[Aim of the exercise] Check each line of the entries below for the word "every", and copy out the ones that have it.

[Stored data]
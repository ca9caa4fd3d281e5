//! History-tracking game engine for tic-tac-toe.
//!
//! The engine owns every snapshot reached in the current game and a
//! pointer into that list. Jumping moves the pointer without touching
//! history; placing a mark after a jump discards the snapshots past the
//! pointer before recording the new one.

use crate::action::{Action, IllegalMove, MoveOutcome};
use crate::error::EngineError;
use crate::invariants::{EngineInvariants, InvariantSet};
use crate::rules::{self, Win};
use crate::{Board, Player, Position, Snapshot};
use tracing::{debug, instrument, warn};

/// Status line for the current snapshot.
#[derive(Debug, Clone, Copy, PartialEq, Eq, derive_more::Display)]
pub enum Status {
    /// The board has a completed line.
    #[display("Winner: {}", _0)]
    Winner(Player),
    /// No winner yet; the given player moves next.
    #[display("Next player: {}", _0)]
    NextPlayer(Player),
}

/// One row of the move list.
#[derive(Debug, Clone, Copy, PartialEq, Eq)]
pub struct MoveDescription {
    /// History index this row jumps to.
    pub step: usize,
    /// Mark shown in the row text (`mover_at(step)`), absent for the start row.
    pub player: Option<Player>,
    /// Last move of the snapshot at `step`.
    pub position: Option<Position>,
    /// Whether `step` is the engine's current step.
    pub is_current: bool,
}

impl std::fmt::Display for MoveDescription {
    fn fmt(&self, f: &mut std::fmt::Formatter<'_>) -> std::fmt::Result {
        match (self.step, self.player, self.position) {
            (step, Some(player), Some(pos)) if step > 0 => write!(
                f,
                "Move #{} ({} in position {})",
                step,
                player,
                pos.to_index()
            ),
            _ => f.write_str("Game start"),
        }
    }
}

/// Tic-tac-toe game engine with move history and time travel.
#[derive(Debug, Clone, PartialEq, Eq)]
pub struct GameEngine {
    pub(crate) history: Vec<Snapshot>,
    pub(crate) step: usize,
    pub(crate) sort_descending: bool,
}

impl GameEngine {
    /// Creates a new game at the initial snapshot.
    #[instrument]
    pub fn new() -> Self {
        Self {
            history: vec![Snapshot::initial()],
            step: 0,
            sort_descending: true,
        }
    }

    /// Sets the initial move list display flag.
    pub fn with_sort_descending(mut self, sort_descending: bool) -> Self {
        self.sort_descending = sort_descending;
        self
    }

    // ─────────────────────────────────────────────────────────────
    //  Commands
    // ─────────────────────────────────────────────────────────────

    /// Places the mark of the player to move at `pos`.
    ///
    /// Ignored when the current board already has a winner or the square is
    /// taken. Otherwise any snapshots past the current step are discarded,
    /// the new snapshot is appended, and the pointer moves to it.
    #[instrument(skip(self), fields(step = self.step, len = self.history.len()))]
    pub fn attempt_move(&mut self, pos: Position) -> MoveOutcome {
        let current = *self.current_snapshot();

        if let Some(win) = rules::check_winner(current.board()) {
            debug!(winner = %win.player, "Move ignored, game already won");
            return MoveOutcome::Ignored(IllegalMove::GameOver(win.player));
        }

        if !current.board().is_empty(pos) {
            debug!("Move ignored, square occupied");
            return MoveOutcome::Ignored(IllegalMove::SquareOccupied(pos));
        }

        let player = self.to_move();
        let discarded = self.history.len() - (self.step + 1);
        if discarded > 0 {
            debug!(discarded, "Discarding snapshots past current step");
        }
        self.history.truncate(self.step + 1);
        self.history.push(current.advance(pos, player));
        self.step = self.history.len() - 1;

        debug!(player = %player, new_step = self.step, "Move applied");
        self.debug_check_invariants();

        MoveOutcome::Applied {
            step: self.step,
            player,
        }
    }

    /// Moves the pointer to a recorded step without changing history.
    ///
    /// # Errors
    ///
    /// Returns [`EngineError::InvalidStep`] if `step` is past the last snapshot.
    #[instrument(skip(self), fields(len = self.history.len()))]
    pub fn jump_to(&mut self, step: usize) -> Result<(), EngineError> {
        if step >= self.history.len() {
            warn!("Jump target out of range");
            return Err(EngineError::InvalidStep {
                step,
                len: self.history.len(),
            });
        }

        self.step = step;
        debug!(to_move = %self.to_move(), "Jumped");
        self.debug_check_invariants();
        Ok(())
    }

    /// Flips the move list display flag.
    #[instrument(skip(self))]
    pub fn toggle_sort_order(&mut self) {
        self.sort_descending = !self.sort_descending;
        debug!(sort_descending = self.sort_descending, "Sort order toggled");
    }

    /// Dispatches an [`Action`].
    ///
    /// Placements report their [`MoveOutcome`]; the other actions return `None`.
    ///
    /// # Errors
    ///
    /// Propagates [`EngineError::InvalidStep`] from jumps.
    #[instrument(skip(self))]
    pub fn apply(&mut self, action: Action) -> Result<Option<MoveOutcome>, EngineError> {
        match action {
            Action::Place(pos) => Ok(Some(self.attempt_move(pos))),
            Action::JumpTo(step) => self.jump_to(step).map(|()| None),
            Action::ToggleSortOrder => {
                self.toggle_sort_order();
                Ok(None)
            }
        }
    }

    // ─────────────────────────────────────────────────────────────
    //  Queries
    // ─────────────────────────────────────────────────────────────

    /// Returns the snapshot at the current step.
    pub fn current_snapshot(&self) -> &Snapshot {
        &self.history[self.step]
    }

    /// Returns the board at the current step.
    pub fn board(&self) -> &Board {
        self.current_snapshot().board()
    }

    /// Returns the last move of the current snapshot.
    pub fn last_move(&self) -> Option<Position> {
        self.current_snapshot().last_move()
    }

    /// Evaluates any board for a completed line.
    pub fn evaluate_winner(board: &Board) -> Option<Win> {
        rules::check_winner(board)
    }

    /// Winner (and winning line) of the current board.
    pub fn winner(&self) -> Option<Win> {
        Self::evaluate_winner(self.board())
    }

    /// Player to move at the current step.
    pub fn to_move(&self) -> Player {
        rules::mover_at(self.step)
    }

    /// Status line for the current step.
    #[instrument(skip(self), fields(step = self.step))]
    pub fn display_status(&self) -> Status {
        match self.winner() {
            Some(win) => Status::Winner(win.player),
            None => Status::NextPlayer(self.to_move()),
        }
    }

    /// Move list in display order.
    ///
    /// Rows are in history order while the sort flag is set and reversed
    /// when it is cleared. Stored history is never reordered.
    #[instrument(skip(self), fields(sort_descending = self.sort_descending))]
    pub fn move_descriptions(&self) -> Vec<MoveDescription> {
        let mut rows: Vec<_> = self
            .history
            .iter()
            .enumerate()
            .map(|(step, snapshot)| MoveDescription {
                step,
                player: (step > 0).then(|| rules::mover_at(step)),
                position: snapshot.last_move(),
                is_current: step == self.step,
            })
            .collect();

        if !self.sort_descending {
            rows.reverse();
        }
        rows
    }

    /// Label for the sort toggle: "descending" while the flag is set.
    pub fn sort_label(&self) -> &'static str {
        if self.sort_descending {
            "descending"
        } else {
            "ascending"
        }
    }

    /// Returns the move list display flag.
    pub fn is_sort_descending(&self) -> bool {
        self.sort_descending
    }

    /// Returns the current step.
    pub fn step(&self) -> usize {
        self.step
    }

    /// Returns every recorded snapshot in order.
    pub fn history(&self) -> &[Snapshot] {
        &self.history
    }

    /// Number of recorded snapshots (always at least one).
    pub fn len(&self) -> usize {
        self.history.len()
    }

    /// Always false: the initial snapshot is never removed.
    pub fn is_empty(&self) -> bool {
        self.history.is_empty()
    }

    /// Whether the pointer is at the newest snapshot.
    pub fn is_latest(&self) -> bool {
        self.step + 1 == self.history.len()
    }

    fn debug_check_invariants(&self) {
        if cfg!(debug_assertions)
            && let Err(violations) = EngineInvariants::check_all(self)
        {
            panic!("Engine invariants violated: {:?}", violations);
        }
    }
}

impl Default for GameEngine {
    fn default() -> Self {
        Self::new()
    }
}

...

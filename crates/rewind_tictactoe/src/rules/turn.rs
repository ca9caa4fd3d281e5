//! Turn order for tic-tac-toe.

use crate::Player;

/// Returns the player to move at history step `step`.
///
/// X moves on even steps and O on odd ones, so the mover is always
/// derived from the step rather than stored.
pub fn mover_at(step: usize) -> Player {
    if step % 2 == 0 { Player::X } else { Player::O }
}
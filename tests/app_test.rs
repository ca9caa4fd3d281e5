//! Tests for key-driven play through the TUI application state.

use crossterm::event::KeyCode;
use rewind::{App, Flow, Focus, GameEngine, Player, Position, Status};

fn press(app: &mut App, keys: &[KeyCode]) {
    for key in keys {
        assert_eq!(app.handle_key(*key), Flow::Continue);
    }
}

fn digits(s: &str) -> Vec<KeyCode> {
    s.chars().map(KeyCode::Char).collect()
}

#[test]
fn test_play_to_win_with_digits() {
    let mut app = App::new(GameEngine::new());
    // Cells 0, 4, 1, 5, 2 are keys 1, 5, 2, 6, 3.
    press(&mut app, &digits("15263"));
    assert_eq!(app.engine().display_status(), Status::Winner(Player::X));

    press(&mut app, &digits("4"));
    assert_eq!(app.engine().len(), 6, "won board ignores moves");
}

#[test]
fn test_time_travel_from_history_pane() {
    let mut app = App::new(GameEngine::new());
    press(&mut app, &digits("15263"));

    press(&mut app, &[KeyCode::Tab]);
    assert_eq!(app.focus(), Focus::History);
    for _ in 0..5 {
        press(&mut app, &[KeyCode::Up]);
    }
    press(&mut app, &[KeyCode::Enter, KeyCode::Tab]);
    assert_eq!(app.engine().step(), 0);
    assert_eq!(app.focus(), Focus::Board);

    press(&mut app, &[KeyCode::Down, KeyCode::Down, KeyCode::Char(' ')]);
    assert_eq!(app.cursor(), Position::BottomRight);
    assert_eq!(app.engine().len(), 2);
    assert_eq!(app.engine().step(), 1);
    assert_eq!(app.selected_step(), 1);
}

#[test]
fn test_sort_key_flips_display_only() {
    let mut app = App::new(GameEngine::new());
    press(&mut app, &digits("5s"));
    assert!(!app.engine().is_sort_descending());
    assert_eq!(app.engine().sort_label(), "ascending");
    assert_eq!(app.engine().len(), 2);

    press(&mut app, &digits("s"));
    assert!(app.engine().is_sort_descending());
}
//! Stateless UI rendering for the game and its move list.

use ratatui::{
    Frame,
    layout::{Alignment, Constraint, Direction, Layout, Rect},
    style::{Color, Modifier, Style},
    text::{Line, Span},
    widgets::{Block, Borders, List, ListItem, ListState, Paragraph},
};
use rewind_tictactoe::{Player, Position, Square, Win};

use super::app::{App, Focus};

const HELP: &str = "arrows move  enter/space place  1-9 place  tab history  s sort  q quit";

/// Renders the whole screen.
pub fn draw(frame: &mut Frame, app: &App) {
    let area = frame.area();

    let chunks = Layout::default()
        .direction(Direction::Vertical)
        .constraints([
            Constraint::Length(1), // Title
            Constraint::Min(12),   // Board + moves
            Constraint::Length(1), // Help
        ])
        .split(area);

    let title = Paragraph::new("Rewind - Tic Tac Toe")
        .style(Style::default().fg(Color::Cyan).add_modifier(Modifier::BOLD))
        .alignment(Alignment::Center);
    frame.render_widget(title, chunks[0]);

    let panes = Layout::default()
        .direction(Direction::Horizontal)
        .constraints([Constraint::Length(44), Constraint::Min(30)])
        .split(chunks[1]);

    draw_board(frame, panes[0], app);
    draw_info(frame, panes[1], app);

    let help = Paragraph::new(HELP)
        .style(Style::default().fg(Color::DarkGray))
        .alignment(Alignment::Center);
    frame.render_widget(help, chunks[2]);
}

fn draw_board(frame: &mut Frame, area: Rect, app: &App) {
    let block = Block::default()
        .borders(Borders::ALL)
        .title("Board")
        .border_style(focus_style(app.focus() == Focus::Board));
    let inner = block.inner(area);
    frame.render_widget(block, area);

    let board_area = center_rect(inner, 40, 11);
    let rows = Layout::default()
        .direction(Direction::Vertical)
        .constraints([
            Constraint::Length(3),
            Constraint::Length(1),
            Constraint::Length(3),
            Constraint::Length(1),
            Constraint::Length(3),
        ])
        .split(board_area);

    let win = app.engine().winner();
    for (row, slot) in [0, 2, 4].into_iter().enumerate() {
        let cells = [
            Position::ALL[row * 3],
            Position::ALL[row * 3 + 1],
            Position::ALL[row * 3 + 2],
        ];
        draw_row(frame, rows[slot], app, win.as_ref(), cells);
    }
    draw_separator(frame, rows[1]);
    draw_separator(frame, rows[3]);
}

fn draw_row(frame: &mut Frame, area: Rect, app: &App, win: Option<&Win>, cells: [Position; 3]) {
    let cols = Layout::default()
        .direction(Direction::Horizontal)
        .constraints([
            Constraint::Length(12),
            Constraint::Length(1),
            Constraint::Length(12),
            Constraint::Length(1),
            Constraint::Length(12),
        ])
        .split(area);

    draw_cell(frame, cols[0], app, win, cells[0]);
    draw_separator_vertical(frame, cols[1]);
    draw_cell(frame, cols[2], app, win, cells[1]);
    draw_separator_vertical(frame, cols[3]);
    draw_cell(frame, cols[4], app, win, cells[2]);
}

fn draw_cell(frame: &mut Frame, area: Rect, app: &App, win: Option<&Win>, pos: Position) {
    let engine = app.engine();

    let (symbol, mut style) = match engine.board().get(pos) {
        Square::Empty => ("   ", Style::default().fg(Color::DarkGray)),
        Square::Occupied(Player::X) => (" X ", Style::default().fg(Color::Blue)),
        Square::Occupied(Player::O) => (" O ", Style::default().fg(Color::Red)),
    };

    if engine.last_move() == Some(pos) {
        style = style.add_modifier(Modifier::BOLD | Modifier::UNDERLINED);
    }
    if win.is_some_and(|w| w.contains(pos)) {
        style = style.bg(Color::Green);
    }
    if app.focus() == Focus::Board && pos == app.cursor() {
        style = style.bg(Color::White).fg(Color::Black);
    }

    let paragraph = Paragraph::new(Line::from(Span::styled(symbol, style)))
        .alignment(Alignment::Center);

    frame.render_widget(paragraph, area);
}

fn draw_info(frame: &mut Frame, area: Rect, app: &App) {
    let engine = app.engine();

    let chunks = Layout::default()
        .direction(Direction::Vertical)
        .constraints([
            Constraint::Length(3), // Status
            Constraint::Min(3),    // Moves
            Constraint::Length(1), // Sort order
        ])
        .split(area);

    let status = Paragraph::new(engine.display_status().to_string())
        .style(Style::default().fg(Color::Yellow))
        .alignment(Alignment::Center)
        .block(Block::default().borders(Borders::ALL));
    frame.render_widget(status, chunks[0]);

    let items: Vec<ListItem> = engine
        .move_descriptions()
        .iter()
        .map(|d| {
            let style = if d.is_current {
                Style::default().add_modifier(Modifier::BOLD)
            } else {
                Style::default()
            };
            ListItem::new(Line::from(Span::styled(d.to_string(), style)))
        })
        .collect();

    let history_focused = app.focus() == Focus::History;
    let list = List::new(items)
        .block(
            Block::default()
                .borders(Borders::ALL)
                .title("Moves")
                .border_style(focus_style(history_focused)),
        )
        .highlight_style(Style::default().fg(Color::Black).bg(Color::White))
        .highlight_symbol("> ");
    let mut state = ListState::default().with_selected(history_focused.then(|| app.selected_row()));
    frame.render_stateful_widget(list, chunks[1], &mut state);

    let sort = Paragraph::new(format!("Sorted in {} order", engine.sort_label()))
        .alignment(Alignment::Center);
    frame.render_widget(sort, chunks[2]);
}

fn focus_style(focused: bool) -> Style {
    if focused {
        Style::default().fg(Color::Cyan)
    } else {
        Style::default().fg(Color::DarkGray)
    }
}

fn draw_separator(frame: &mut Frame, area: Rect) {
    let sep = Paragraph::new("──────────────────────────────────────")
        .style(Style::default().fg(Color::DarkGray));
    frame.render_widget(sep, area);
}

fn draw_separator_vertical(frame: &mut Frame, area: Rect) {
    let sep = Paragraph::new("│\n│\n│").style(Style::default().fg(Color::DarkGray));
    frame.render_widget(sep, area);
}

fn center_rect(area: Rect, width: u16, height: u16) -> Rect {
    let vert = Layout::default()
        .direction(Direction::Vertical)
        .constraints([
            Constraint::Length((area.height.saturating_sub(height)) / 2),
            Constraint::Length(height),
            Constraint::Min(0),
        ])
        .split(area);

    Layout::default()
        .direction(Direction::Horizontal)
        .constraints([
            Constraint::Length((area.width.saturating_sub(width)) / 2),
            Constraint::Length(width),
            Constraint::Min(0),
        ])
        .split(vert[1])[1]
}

[Answer area]
//! The engine owns every snapshot reached in the current game and a
    /// Returns every recorded snapshot in order.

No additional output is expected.